Using multiple imputation to address the inconsistent distribution of a controlling variable when modeling an infrequent outcome

J Mod Appl Stat Methods. 2017;16(1):744-752. doi: 10.22237/jmasm/1493599140.

Abstract

Temporal changes in methods for collecting longitudinal data can generate inconsistent distributions of affected variables, but effects on parameter estimates have not been well described. We examined differences in Apgar scores of infants born in 2000-2006 to women with ovulatory dysfunction (risk) or tubal obstruction (reference) who underwent assisted reproductive technology (ART), using Florida, Massachusetts, and Michigan birth certificate data linked to the Centers for Disease Control and Prevention's National ART Surveillance System database.

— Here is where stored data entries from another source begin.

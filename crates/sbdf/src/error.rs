//! Top-level error type for SBDF table I/O.

use thiserror::Error;

pub use sbdf_format::{FormatError, UsageError};

/// Errors that can occur while reading or writing SBDF tables.
#[derive(Debug, Error)]
pub enum Error {
    /// The byte stream violates the SBDF format.
    #[error("format error: {0}")]
    Format(#[from] FormatError),

    /// The API was used incorrectly.
    #[error("invalid usage: {0}")]
    Usage(#[from] UsageError),

    /// The underlying byte sink failed.
    #[error("I/O error: {0}")]
    Io(#[from] std::io::Error),
}
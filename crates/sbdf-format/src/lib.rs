//! # sbdf-format
//!
//! Wire-level codec for SBDF, a columnar binary format for typed,
//! metadata-rich data tables.
//!
//! This crate owns the bit-exact pieces of the format: little-endian
//! scalar and varint encoding, the value-kind system, primitive value and
//! homogeneous-array I/O, the three self-describing array encodings
//! (plain, run-length, packed-bit), 128-bit decimals, epoch-shifted
//! temporal values, and section framing. Table metadata and the streaming
//! readers and writers live in the higher-level `sbdf` crate.
//!
//! ## Design Philosophy
//!
//! Encoding targets [`bytes::BufMut`] so whole sections can be assembled
//! in memory and handed to a sink in one write; decoding pulls from any
//! [`std::io::Read`]. The crate never owns a file or socket.
//!
//! ## Example
//!
//! ```rust
//! use sbdf_format::{ArrayEncoding, EncodedArray, ValueArray};
//!
//! let array = ValueArray::Int(vec![1, 1, 1, 2]);
//! let encoded = EncodedArray::run_length(array).expect("Int supports RLE");
//! let bytes = encoded.to_bytes().expect("encodes");
//! let back = EncodedArray::read(&mut bytes.as_ref()).expect("decodes");
//! assert_eq!(back.encoding(), ArrayEncoding::RunLength);
//! assert_eq!(back.to_array(), &ValueArray::Int(vec![1, 1, 1, 2]));
//! ```

pub mod array;
pub mod codec;
pub mod decimal;
pub mod error;
pub mod from_value;
pub mod primitive;
pub mod section;
pub mod temporal;
pub mod types;
pub mod value;

pub use array::{ArrayEncoding, EncodedArray, ValueArray};
pub use decimal::{Decimal128, MAX_COEFFICIENT, MAX_SCALE};
pub use error::{FormatError, UsageError};
pub use from_value::{ConvertError, FromValue};
pub use section::{FileHeader, SectionType, MAGIC};
pub use types::ValueKind;
pub use value::Value;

Florida had inconsistent information on induction of labor (a control variable) from a 2004 change in birth certificate format. Because we wanted to control for bias that may be introduced by the inconsistent distribution of labor induction in analysis, we used multiple imputation data in analysis. We used Cox-Iannacchione weighted sequential hot deck method to conduct multiple imputation for the labor induction values in Florida data collected before this change, and missing values in Florida data collected after the change and overall Massachusetts and Michigan data. The adjusted odds ratios for low Apgar score were 1.94 (95% confidence interval [CI] 1.32-2.85) using imputed induction of labor and 1.83 (95% CI 1.20-2.80) using not imputed induction of labor. Compared with the estimate from multiple imputation, the estimate obtained using not imputed induction of labor was biased towards the null with inflated standard errors, but the magnitude of differences was small.

Keywords: assisted reproductive technology; inconsistent data distribution; multiple imputation; weighted sequential hot deck.